> [About this exercise]: Copy every line from the records below that carries the word "GraphCache".

[Records drawn from a dataset]
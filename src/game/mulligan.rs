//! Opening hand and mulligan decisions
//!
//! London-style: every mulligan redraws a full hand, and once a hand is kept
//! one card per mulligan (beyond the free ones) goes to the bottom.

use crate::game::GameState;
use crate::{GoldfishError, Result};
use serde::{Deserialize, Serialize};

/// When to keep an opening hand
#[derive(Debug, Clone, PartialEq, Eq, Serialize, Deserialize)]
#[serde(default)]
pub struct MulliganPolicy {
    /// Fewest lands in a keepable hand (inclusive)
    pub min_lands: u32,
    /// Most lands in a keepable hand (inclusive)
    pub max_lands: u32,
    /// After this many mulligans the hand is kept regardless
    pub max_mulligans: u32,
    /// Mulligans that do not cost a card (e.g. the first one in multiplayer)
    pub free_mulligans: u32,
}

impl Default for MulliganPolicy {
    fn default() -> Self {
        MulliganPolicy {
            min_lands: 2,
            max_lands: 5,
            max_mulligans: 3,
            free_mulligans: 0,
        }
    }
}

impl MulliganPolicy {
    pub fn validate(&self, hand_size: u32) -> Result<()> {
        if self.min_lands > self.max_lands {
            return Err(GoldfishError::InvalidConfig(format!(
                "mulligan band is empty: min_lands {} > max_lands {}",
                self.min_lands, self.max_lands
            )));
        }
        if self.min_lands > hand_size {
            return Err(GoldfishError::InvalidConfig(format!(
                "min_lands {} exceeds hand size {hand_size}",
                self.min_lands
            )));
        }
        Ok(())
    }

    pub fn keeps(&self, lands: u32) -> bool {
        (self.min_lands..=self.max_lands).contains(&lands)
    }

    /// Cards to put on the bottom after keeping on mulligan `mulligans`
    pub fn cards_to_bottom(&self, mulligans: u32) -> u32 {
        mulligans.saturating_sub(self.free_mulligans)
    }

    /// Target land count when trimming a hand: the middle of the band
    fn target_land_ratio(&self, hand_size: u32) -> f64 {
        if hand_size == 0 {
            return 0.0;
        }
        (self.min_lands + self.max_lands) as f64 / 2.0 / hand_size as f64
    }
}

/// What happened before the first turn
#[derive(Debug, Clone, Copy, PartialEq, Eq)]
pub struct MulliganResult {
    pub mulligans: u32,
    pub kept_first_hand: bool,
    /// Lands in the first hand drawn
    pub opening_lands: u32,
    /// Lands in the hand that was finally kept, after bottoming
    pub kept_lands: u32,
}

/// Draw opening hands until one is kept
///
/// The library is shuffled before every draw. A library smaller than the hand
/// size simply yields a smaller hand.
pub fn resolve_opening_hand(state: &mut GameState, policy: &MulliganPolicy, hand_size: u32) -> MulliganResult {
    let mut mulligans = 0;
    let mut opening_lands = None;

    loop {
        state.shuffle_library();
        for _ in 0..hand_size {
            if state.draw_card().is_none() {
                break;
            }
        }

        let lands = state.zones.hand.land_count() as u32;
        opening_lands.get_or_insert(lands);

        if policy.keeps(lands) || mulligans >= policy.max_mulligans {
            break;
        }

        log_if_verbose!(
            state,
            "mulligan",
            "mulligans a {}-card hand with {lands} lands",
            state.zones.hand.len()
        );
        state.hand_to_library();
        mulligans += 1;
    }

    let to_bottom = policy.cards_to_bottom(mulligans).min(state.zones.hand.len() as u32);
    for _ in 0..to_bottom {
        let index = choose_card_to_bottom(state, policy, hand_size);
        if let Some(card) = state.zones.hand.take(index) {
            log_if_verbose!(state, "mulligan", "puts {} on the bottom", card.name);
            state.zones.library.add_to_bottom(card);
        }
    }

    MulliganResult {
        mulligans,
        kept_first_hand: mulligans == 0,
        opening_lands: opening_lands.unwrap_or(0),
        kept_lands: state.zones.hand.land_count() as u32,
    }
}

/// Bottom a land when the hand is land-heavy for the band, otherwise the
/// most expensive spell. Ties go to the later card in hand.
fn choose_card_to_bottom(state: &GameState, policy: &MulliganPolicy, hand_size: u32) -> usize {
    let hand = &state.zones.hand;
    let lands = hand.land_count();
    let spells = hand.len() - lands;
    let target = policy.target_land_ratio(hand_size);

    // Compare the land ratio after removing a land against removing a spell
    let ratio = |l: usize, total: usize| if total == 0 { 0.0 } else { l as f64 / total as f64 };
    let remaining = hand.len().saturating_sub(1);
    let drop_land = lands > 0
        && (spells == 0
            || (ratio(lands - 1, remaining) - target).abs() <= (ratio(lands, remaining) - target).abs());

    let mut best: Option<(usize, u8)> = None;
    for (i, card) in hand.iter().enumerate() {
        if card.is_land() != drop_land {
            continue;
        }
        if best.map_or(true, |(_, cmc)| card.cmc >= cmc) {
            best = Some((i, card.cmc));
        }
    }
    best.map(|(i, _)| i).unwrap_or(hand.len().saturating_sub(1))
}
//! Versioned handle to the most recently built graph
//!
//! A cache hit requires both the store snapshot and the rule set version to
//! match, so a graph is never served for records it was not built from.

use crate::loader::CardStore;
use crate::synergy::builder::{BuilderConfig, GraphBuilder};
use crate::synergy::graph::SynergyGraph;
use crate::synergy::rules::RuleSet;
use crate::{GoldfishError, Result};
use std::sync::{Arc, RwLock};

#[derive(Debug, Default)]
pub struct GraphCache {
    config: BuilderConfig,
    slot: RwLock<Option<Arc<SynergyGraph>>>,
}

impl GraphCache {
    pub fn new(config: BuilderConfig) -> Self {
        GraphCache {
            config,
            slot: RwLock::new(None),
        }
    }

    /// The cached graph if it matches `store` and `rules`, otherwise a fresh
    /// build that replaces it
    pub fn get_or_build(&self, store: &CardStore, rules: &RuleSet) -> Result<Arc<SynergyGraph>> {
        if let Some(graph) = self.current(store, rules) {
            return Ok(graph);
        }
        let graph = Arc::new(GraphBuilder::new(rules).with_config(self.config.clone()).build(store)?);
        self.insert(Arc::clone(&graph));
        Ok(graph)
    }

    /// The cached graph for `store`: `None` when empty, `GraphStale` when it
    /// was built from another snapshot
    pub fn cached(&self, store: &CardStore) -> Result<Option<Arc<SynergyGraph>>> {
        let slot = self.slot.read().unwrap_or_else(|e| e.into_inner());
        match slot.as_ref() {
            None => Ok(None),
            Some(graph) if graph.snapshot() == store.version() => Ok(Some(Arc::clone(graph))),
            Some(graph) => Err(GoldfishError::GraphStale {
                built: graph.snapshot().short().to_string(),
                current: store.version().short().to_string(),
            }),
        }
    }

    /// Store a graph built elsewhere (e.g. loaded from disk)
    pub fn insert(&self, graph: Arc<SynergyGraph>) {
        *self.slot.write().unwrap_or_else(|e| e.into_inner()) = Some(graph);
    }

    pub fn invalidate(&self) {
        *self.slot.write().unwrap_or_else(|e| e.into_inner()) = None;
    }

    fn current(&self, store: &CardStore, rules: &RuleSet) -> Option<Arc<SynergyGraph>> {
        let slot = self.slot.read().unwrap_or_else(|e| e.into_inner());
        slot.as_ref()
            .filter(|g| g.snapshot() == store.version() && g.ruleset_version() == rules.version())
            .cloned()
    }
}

> [Finished exercise]:
pub struct GraphCache {
impl GraphCache {
        GraphCache {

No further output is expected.